*What you need to do*
When a line below contains the string "until", show that line.

=== Source records ===

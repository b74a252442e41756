use std::collections::BTreeMap;
use std::time::{Duration, Instant};

use lanepool_core::{
    format_tokens, Metrics, NOT_EXECUTED_DEVICE_UNAVAILABLE, NOT_EXECUTED_NO_MATCHING_DEVICE,
};
use tracing::{debug, error, info, warn};

use crate::error::LaneError;
use crate::item::WorkItem;
use crate::recovery::RecoveryDecision;
use crate::sink::{EventType, LogLevel};
use crate::types::{LaneOutcome, LaneReport, LaneState};
use crate::worker::Fault;

use super::ExecutionLane;

impl ExecutionLane {
    /// Run the lane until the pool is exhausted or its worker is lost for good.
    ///
    /// Calls `LaneTracker::lane_finished` exactly once before returning.
    pub fn run(mut self) -> LaneReport {
        info!(
            lane = %self.serial(),
            tokens = %format_tokens(&self.worker.capabilities()),
            "lane started"
        );

        let mut fault: Option<Fault> = None;
        loop {
            match self.state {
                LaneState::Running => {
                    let worker = &self.worker;
                    let next = self.ctx.pool.take_for(|required| worker.has_tokens(required));
                    let Some(item) = next else {
                        self.complete();
                        continue;
                    };
                    self.report.items_taken += 1;
                    fault = self.execute(item.as_ref());
                    if fault.is_some() {
                        self.state = LaneState::Recovering;
                    }
                }
                LaneState::Recovering => {
                    let Some(current) = fault.take() else {
                        self.state = LaneState::Running;
                        continue;
                    };
                    self.recover_or_abort(current);
                }
                LaneState::Terminated => break,
            }
        }

        self.report.final_state = self.state;
        self.report
    }

    /// Run one item on the bound worker. Returns the fault when it is fatal
    /// to the worker binding; every other outcome is fully reported here.
    fn execute(&mut self, item: &dyn WorkItem) -> Option<Fault> {
        let id = item.id().to_string();
        debug!(lane = %self.serial(), item = %id, "running item");

        self.ctx.sink.on_run_started(&id, item.test_count());
        for collector in &self.ctx.collectors {
            collector.on_item_started(&id);
        }

        let start = Instant::now();
        let result = self.worker.run(item, self.ctx.sink.as_ref());
        let elapsed = start.elapsed();

        let mut metrics = Metrics::new();
        for collector in &self.ctx.collectors {
            collector.on_item_ended(&id, &mut metrics);
        }
        self.record_execution(elapsed);

        let fatal = match result {
            Ok(()) => {
                self.report.items_passed += 1;
                None
            }
            Err(fault) => {
                self.record_fault(&fault);
                match &fault {
                    Fault::Recoverable(_) => {
                        self.report.items_failed += 1;
                        warn!(lane = %self.serial(), item = %id, error = %fault, "item failed, lane continues");
                    }
                    Fault::WorkerUnresponsive(_) => {
                        self.report.items_failed += 1;
                        warn!(lane = %self.serial(), item = %id, error = %fault, "worker unresponsive, lane continues");
                    }
                    Fault::WorkerUnavailable(_) => {
                        self.report.items_lost += 1;
                        error!(lane = %self.serial(), item = %id, error = %fault, "worker unavailable");
                    }
                }
                self.ctx
                    .sink
                    .on_run_failed(&id, fault.message(), fault.failure_status());
                fault.is_fatal().then_some(fault)
            }
        };

        self.ctx.sink.on_run_ended(duration_ms(elapsed), &metrics);
        fatal
    }

    fn recover_or_abort(&mut self, fault: Fault) {
        match self.ctx.policy.decide(&self.ctx.tracker) {
            RecoveryDecision::AttemptRecovery => {
                info!(lane = %self.serial(), "other lanes still running, attempting recovery");
                if self.ctx.policy.recover(self.worker.as_mut()) {
                    self.report.recoveries += 1;
                    if let Ok(mut m) = self.ctx.metrics.write() {
                        m.record_recovery();
                    }
                    self.state = LaneState::Running;
                } else {
                    self.give_up(fault);
                }
            }
            RecoveryDecision::AbortRun => {
                let not_executed = self.drain(NOT_EXECUTED_DEVICE_UNAVAILABLE);
                self.ctx.tracker.lane_finished();
                self.abort(fault, not_executed);
            }
        }
    }

    /// Pool exhausted for this worker: leave the run normally.
    fn complete(&mut self) {
        self.state = LaneState::Terminated;
        let remaining = self.ctx.tracker.lane_finished();
        info!(
            lane = %self.serial(),
            taken = self.report.items_taken,
            remaining_lanes = remaining,
            "lane finished, pool exhausted"
        );
        if remaining == 0 {
            // Whatever is left needs tokens no surviving worker offers.
            let leftover = self.drain(NOT_EXECUTED_NO_MATCHING_DEVICE);
            if leftover > 0 {
                warn!(lane = %self.serial(), leftover, "no live lane could take remaining token-gated items");
            }
        }
    }

    /// Recovery failed while other lanes were alive.
    fn give_up(&mut self, fault: Fault) {
        self.state = LaneState::Terminated;
        let remaining = self.ctx.tracker.lane_finished();
        if remaining == 0 {
            // Every other lane left while this one was recovering.
            let not_executed = self.drain(NOT_EXECUTED_DEVICE_UNAVAILABLE);
            self.abort(fault, not_executed);
            return;
        }
        warn!(
            lane = %self.serial(),
            remaining_lanes = remaining,
            error = %fault,
            "worker could not be recovered, lane terminated"
        );
        let serial = self.serial().to_string();
        self.report
            .fail(LaneOutcome::WorkerLost, LaneError::WorkerLost { serial, fault });
    }

    /// Last-lane abort. The pool has already been drained and the lane
    /// already counted out of the tracker.
    fn abort(&mut self, fault: Fault, not_executed: usize) {
        self.state = LaneState::Terminated;
        let serial = self.serial().to_string();

        let mut metadata = BTreeMap::new();
        metadata.insert("serial".to_string(), serial.clone());
        metadata.insert("fault".to_string(), fault.to_string());
        metadata.insert("not_executed".to_string(), not_executed.to_string());
        metadata.insert("items_taken".to_string(), self.report.items_taken.to_string());
        self.ctx
            .diagnostics
            .log_event(LogLevel::Debug, EventType::SchedulerEarlyTermination, &metadata);

        error!(
            lane = %serial,
            not_executed,
            error = %fault,
            "last lane lost its worker, aborting run"
        );
        self.report.fail(
            LaneOutcome::Aborted,
            LaneError::RunAborted { serial, fault, not_executed },
        );
    }

    /// Drain the pool into not-executed reports. Returns the records emitted.
    fn drain(&mut self, reason: &str) -> usize {
        let remaining = self.ctx.pool.drain_remaining();
        let emitted = self.ctx.reporter.report(&remaining, reason);
        self.report.not_executed += emitted;
        if let Ok(mut m) = self.ctx.metrics.write() {
            m.record_not_executed(emitted);
        }
        emitted
    }

    fn record_execution(&self, elapsed: Duration) {
        if let Ok(mut m) = self.ctx.metrics.write() {
            m.record_execution(self.serial(), elapsed);
        }
    }

    fn record_fault(&self, fault: &Fault) {
        let kind = match fault {
            Fault::Recoverable(_) => "recoverable",
            Fault::WorkerUnresponsive(_) => "worker_unresponsive",
            Fault::WorkerUnavailable(_) => "worker_unavailable",
        };
        if let Ok(mut m) = self.ctx.metrics.write() {
            m.record_fault(kind);
        }
    }
}

fn duration_ms(elapsed: Duration) -> u64 {
    u64::try_from(elapsed.as_millis()).unwrap_or(u64::MAX)
}
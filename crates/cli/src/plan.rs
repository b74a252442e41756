use std::collections::{HashMap, HashSet, VecDeque};
use std::path::Path;
use std::sync::Arc;
use std::time::Duration;

use anyhow::{bail, Context, Result};
use serde::Deserialize;
use tracing::debug;

use lanepool_core::{Metrics, TokenProperty, TokenSet};
use lanepool_scheduler::{Fault, ResultSink, WorkItem, Worker};

/// A run plan: the simulated fleet plus the work to schedule on it.
#[derive(Debug, Clone, Deserialize)]
pub struct RunPlan {
    #[serde(default, rename = "worker")]
    pub workers: Vec<WorkerPlan>,
    #[serde(default, rename = "item")]
    pub items: Vec<ItemPlan>,
}

/// Scripted behavior of one run on a simulated worker.
#[derive(Debug, Clone, Copy, PartialEq, Eq, Deserialize)]
#[serde(rename_all = "lowercase")]
pub enum Step {
    Ok,
    Fail,
    Unresponsive,
    Unavailable,
}

#[derive(Debug, Clone, Deserialize)]
pub struct WorkerPlan {
    pub serial: String,
    #[serde(default)]
    pub tokens: Vec<String>,
    /// Outcomes of the first runs, in order; later runs follow the item's outcome.
    #[serde(default)]
    pub script: Vec<Step>,
    #[serde(default)]
    pub recovers: bool,
    #[serde(default)]
    pub delay_ms: u64,
}

#[derive(Debug, Clone, Deserialize)]
pub struct ItemPlan {
    pub id: String,
    #[serde(default)]
    pub tokens: Vec<String>,
    #[serde(default)]
    pub sub_units: Vec<String>,
    #[serde(default = "default_test_count")]
    pub test_count: usize,
    #[serde(default = "default_outcome")]
    pub outcome: Step,
}

fn default_test_count() -> usize { 1 }
fn default_outcome() -> Step { Step::Ok }

fn parse_tokens(raw: &[String]) -> Result<TokenSet> {
    raw.iter()
        .map(|t| t.parse::<TokenProperty>().map_err(anyhow::Error::from))
        .collect()
}

impl RunPlan {
    pub fn from_toml(toml_str: &str) -> Result<Self> {
        let plan: Self = toml::from_str(toml_str).context("failed to parse run plan")?;
        plan.validate()?;
        Ok(plan)
    }

    pub fn from_file(path: impl AsRef<Path>) -> Result<Self> {
        let path = path.as_ref();
        debug!(?path, "Loading run plan");
        let content = std::fs::read_to_string(path)
            .with_context(|| format!("failed to read plan: {}", path.display()))?;
        Self::from_toml(&content).with_context(|| format!("invalid plan: {}", path.display()))
    }

    fn validate(&self) -> Result<()> {
        let mut serials = HashSet::new();
        for worker in &self.workers {
            if !serials.insert(worker.serial.as_str()) {
                bail!("duplicate worker serial '{}'", worker.serial);
            }
            parse_tokens(&worker.tokens)
                .with_context(|| format!("worker '{}'", worker.serial))?;
        }
        let mut ids = HashSet::new();
        for item in &self.items {
            if !ids.insert(item.id.as_str()) {
                bail!("duplicate item id '{}'", item.id);
            }
            parse_tokens(&item.tokens).with_context(|| format!("item '{}'", item.id))?;
        }
        Ok(())
    }

    /// Build the work items. Tokens were checked by `validate`.
    pub fn build_items(&self) -> Result<Vec<Box<dyn WorkItem>>> {
        self.items
            .iter()
            .map(|plan| {
                Ok(Box::new(PlannedItem {
                    id: plan.id.clone(),
                    tokens: parse_tokens(&plan.tokens)?,
                    sub_units: plan.sub_units.clone(),
                    test_count: plan.test_count,
                }) as Box<dyn WorkItem>)
            })
            .collect()
    }

    pub fn build_workers(&self) -> Result<Vec<Box<dyn Worker>>> {
        let outcomes: Arc<HashMap<String, Step>> = Arc::new(
            self.items
                .iter()
                .map(|item| (item.id.clone(), item.outcome))
                .collect(),
        );
        self.workers
            .iter()
            .map(|plan| {
                Ok(Box::new(SimulatedWorker {
                    serial: plan.serial.clone(),
                    tokens: parse_tokens(&plan.tokens)?,
                    script: plan.script.iter().copied().collect(),
                    recovers: plan.recovers,
                    delay: Duration::from_millis(plan.delay_ms),
                    online: true,
                    outcomes: Arc::clone(&outcomes),
                }) as Box<dyn Worker>)
            })
            .collect()
    }
}

/// Work item described by the plan. Its outcome is applied by the worker that runs it.
struct PlannedItem {
    id: String,
    tokens: TokenSet,
    sub_units: Vec<String>,
    test_count: usize,
}

impl WorkItem for PlannedItem {
    fn id(&self) -> &str {
        &self.id
    }

    fn required_tokens(&self) -> TokenSet {
        self.tokens.clone()
    }

    fn test_count(&self) -> usize {
        self.test_count
    }

    fn split_for_reporting(&self) -> Option<Vec<String>> {
        (!self.sub_units.is_empty()).then(|| self.sub_units.clone())
    }
}

struct SimulatedWorker {
    serial: String,
    tokens: TokenSet,
    script: VecDeque<Step>,
    recovers: bool,
    delay: Duration,
    online: bool,
    /// Planned outcome per item id, shared by the whole fleet.
    outcomes: Arc<HashMap<String, Step>>,
}

impl Worker for SimulatedWorker {
    fn serial(&self) -> &str {
        &self.serial
    }

    fn capabilities(&self) -> TokenSet {
        self.tokens.clone()
    }

    fn run(&mut self, item: &dyn WorkItem, sink: &dyn ResultSink) -> Result<(), Fault> {
        sink.on_item_started(item.id());
        if !self.delay.is_zero() {
            std::thread::sleep(self.delay);
        }
        let step = match self.script.pop_front() {
            Some(step) => step,
            None => self.outcomes.get(item.id()).copied().unwrap_or(Step::Ok),
        };
        let id = item.id();
        sink.on_item_ended(id, &Metrics::new());
        match step {
            Step::Ok => Ok(()),
            Step::Fail => Err(Fault::Recoverable(format!("{id} failed"))),
            Step::Unresponsive => Err(Fault::WorkerUnresponsive(format!(
                "{} stopped responding during {id}",
                self.serial
            ))),
            Step::Unavailable => {
                self.online = false;
                Err(Fault::WorkerUnavailable(format!("{} went offline", self.serial)))
            }
        }
    }

    fn attempt_recovery(&mut self) -> bool {
        debug!(serial = %self.serial, recovers = self.recovers, "simulated recovery");
        self.online = self.recovers;
        self.recovers
    }

    fn is_available(&self) -> bool {
        self.online
    }
}
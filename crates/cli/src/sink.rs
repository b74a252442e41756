use std::collections::BTreeMap;
use std::sync::Mutex;

use serde::Serialize;
use tracing::{debug, info, warn};

use lanepool_core::{FailureStatus, Metrics};
use lanepool_scheduler::ResultSink;

/// Result counts gathered by [`LoggingSink`].
#[derive(Debug, Clone, Default, Serialize)]
pub struct ResultCounts {
    pub started: usize,
    pub ended: usize,
    /// Failure records keyed by status name.
    pub failures: BTreeMap<String, usize>,
}

/// Logs every result event and keeps per-status counts for the final report.
#[derive(Default)]
pub struct LoggingSink {
    counts: Mutex<ResultCounts>,
}

impl LoggingSink {
    pub fn counts(&self) -> ResultCounts {
        self.counts
            .lock()
            .map(|c| c.clone())
            .unwrap_or_default()
    }

    fn update(&self, f: impl FnOnce(&mut ResultCounts)) {
        let mut counts = self.counts.lock().unwrap_or_else(|p| p.into_inner());
        f(&mut counts);
    }
}

impl ResultSink for LoggingSink {
    fn on_run_started(&self, name: &str, item_count: usize) {
        info!(item = %name, tests = item_count, "run started");
        self.update(|c| c.started += 1);
    }

    fn on_item_started(&self, id: &str) {
        debug!(test = %id, "test started");
    }

    fn on_item_ended(&self, id: &str, _metrics: &Metrics) {
        debug!(test = %id, "test ended");
    }

    fn on_run_failed(&self, id: &str, reason: &str, status: FailureStatus) {
        warn!(item = %id, %status, %reason, "run failed");
        self.update(|c| *c.failures.entry(status.as_str().to_string()).or_default() += 1);
    }

    fn on_run_ended(&self, duration_ms: u64, metrics: &Metrics) {
        info!(duration_ms, metrics = metrics.len(), "run ended");
        self.update(|c| c.ended += 1);
    }
}
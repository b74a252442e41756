use lanepool_core::TokenSet;

/// A unit of test work the scheduler can hand to a lane.
///
/// Items are moved into the [`WorkPool`](crate::WorkPool) as `Box<dyn WorkItem>`
/// and moved out again by exactly one lane; the scheduler never clones them.
pub trait WorkItem: Send + Sync {
    /// Stable identifier, used as the run name in every notification.
    fn id(&self) -> &str;

    /// Capability tokens a worker must offer to run this item. Empty by default.
    fn required_tokens(&self) -> TokenSet {
        TokenSet::new()
    }

    /// Number of tests the item declares, reported with `on_run_started`.
    fn test_count(&self) -> usize {
        1
    }

    /// Independently enumerable members of a composite item.
    ///
    /// When an item that never ran is reported, each returned id gets its own
    /// not-executed record instead of one aggregate record for the item.
    fn split_for_reporting(&self) -> Option<Vec<String>> {
        None
    }
}

impl std::fmt::Debug for dyn WorkItem {
    fn fmt(&self, f: &mut std::fmt::Formatter<'_>) -> std::fmt::Result {
        f.debug_struct("WorkItem").field("id", &self.id()).finish()
    }
}
use std::collections::HashMap;
use std::time::Duration;

use chrono::{DateTime, Utc};
use serde::Serialize;

/// Scheduler operational metrics, shared by all lanes of a run.
#[derive(Debug, Clone, Default, Serialize)]
pub struct RunMetrics {
    /// Items executed by lane serial.
    pub items_executed: HashMap<String, u64>,
    /// Average item duration by lane serial.
    pub avg_item_duration: HashMap<String, Duration>,
    /// Last item completion time by lane serial.
    pub last_item_at: HashMap<String, DateTime<Utc>>,
    /// Faults observed, keyed by fault kind.
    pub faults: HashMap<String, u64>,
    /// Successful worker recoveries across all lanes.
    pub recoveries: u64,
    /// Not-executed records emitted.
    pub not_executed: u64,
}

impl RunMetrics {
    /// Record an item that reached its worker, whatever the result.
    pub fn record_execution(&mut self, serial: &str, duration: Duration) {
        *self.items_executed.entry(serial.to_string()).or_default() += 1;
        self.last_item_at.insert(serial.to_string(), Utc::now());

        let count = self.items_executed[serial];
        let prev_avg = self
            .avg_item_duration
            .get(serial)
            .copied()
            .unwrap_or_default();

        // Incremental mean: new_avg = prev_avg + (duration - prev_avg) / count
        let new_avg = if count == 1 {
            duration
        } else {
            let prev_nanos = prev_avg.as_nanos() as f64;
            let cur_nanos = duration.as_nanos() as f64;
            let avg_nanos = prev_nanos + (cur_nanos - prev_nanos) / count as f64;
            Duration::from_nanos(avg_nanos as u64)
        };

        self.avg_item_duration.insert(serial.to_string(), new_avg);
    }

    pub fn record_fault(&mut self, kind: &str) {
        *self.faults.entry(kind.to_string()).or_default() += 1;
    }

    pub fn record_recovery(&mut self) {
        self.recoveries += 1;
    }

    pub fn record_not_executed(&mut self, count: usize) {
        self.not_executed += count as u64;
    }

    pub fn total_executed(&self) -> u64 {
        self.items_executed.values().sum()
    }
}
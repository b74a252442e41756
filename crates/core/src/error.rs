use thiserror::Error;

#[derive(Error, Debug)]
pub enum LanepoolError {
    #[error("IO error: {0}")]
    Io(#[from] std::io::Error),

    #[error("config parse error: {0}")]
    ConfigParse(#[from] toml::de::Error),

    #[error("config error: {0}")]
    Config(String),

    #[error("unknown token: {0}")]
    UnknownToken(String),
}
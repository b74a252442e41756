use std::sync::Arc;

use lanepool_core::{FailureStatus, Metrics};
use tracing::{debug, info};

use crate::item::WorkItem;
use crate::sink::ResultSink;

/// Turns work that never ran into explicit not-executed results.
///
/// Each reported unit produces `on_run_started`, `on_run_failed` with
/// [`FailureStatus::NotExecuted`] and a zero-length `on_run_ended`, so
/// downstream consumers can match declared work 1:1 against results.
#[derive(Clone)]
pub struct NotExecutedReporter {
    sink: Arc<dyn ResultSink>,
    split_sub_units: bool,
}

impl NotExecutedReporter {
    pub fn new(sink: Arc<dyn ResultSink>) -> Self {
        Self { sink, split_sub_units: true }
    }

    /// Whether composite items are reported per sub-unit (the default) or once.
    pub fn with_sub_units(mut self, split: bool) -> Self {
        self.split_sub_units = split;
        self
    }

    /// Report every item as not executed. Returns the number of
    /// not-executed records emitted.
    pub fn report(&self, items: &[Box<dyn WorkItem>], reason: &str) -> usize {
        if items.is_empty() {
            return 0;
        }
        let mut emitted = 0;
        for item in items {
            emitted += self.report_item(item.as_ref(), reason);
        }
        info!(items = items.len(), records = emitted, %reason, "reported work as not executed");
        emitted
    }

    fn report_item(&self, item: &dyn WorkItem, reason: &str) -> usize {
        let sub_units = if self.split_sub_units {
            item.split_for_reporting().filter(|units| !units.is_empty())
        } else {
            None
        };

        match sub_units {
            Some(units) => {
                for unit in &units {
                    self.emit(unit, 1, reason);
                }
                units.len()
            }
            None => {
                self.emit(item.id(), item.test_count(), reason);
                1
            }
        }
    }

    fn emit(&self, id: &str, test_count: usize, reason: &str) {
        debug!(item = %id, "not executed");
        self.sink.on_run_started(id, test_count);
        self.sink.on_run_failed(id, reason, FailureStatus::NotExecuted);
        self.sink.on_run_ended(0, &Metrics::new());
    }
}
//! Shared test-pool scheduler.
//!
//! A fixed set of [`ExecutionLane`]s, one per worker device, pull
//! [`WorkItem`]s from a single [`WorkPool`] until it is empty. A lane whose
//! worker disappears recovers it when other lanes are still alive; the last
//! lane standing instead drains the pool into not-executed reports and aborts
//! the run, so every submitted item is accounted for.

pub mod error;
pub mod item;
pub mod lane;
pub mod metrics;
pub mod pool;
pub mod recovery;
pub mod reporter;
pub mod runner;
pub mod sink;
#[cfg(test)]
pub(crate) mod testing;
pub mod tracker;
pub mod types;
pub mod worker;

pub use error::{LaneError, SchedulingError};
pub use item::WorkItem;
pub use lane::{ExecutionLane, LaneContext};
pub use metrics::RunMetrics;
pub use pool::WorkPool;
pub use recovery::{RecoveryDecision, RecoveryPolicy};
pub use reporter::NotExecutedReporter;
pub use runner::Scheduler;
pub use sink::{
    DiagnosticLog, EventType, LogLevel, MetricCollector, ResultSink, TracingDiagnosticLog,
};
pub use tracker::LaneTracker;
pub use types::{LaneOutcome, LaneReport, LaneState, RunSummary};
pub use worker::{Fault, Worker};
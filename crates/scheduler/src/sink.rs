//! Outward-facing collaborator traits: result reporting, diagnostics and
//! per-item metric collection.

use std::collections::BTreeMap;
use std::fmt;

use lanepool_core::{FailureStatus, Metrics};
use serde::Serialize;
use tracing::{debug, error, info, warn};

/// Receives run lifecycle notifications from every lane.
///
/// One sink is shared by all lanes, so implementations must tolerate
/// concurrent calls. Within a lane, `on_run_started` always precedes the
/// matching `on_run_failed` / `on_run_ended`.
pub trait ResultSink: Send + Sync {
    fn on_run_started(&self, name: &str, item_count: usize);

    /// Per-test progress, emitted by workers while an item runs.
    fn on_item_started(&self, _id: &str) {}

    fn on_item_ended(&self, _id: &str, _metrics: &Metrics) {}

    fn on_run_failed(&self, id: &str, reason: &str, status: FailureStatus);

    fn on_run_ended(&self, duration_ms: u64, metrics: &Metrics);
}

#[derive(Debug, Clone, Copy, PartialEq, Eq, Serialize)]
pub enum LogLevel {
    Debug,
    Info,
    Warn,
    Error,
}

/// Structured diagnostic events the scheduler emits.
#[derive(Debug, Clone, Copy, PartialEq, Eq, Serialize)]
pub enum EventType {
    /// The last live lane lost its worker and aborted the run.
    SchedulerEarlyTermination,
}

impl EventType {
    pub fn as_str(&self) -> &'static str {
        match self {
            EventType::SchedulerEarlyTermination => "scheduler early termination",
        }
    }
}

impl fmt::Display for EventType {
    fn fmt(&self, f: &mut fmt::Formatter<'_>) -> fmt::Result {
        f.write_str(self.as_str())
    }
}

/// Sink for diagnostic events that outlive the run's log output.
pub trait DiagnosticLog: Send + Sync {
    fn log_event(&self, level: LogLevel, event_type: EventType, metadata: &BTreeMap<String, String>);
}

/// [`DiagnosticLog`] that forwards events to `tracing`.
#[derive(Debug, Default, Clone, Copy)]
pub struct TracingDiagnosticLog;

impl DiagnosticLog for TracingDiagnosticLog {
    fn log_event(&self, level: LogLevel, event_type: EventType, metadata: &BTreeMap<String, String>) {
        let metadata = serde_json::to_string(metadata).unwrap_or_default();
        match level {
            LogLevel::Debug => debug!(event = %event_type, %metadata, "diagnostic event"),
            LogLevel::Info => info!(event = %event_type, %metadata, "diagnostic event"),
            LogLevel::Warn => warn!(event = %event_type, %metadata, "diagnostic event"),
            LogLevel::Error => error!(event = %event_type, %metadata, "diagnostic event"),
        }
    }
}

/// Hook that observes each item a lane runs and contributes run metrics.
///
/// Collectors are registered on the scheduler before the run and shared by
/// all lanes; their output only decorates `on_run_ended` and never affects
/// scheduling.
pub trait MetricCollector: Send + Sync {
    fn name(&self) -> &str;

    fn on_item_started(&self, _id: &str) {}

    fn on_item_ended(&self, id: &str, metrics: &mut Metrics);
}
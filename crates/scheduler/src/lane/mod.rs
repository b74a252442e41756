//! Execution lane -- one per worker device.
//!
//! Split into focused submodules:
//! - `core`: ExecutionLane struct, shared lane context, and constructor
//! - `execution`: the take/run/classify loop and its recovery/abort exits

mod core;
mod execution;

pub use self::core::{ExecutionLane, LaneContext};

===

*Finished task*
    /// Run the lane until the pool is exhausted or its worker is lost for good.
//! [`WorkItem`]s from a single [`WorkPool`] until it is empty. A lane whose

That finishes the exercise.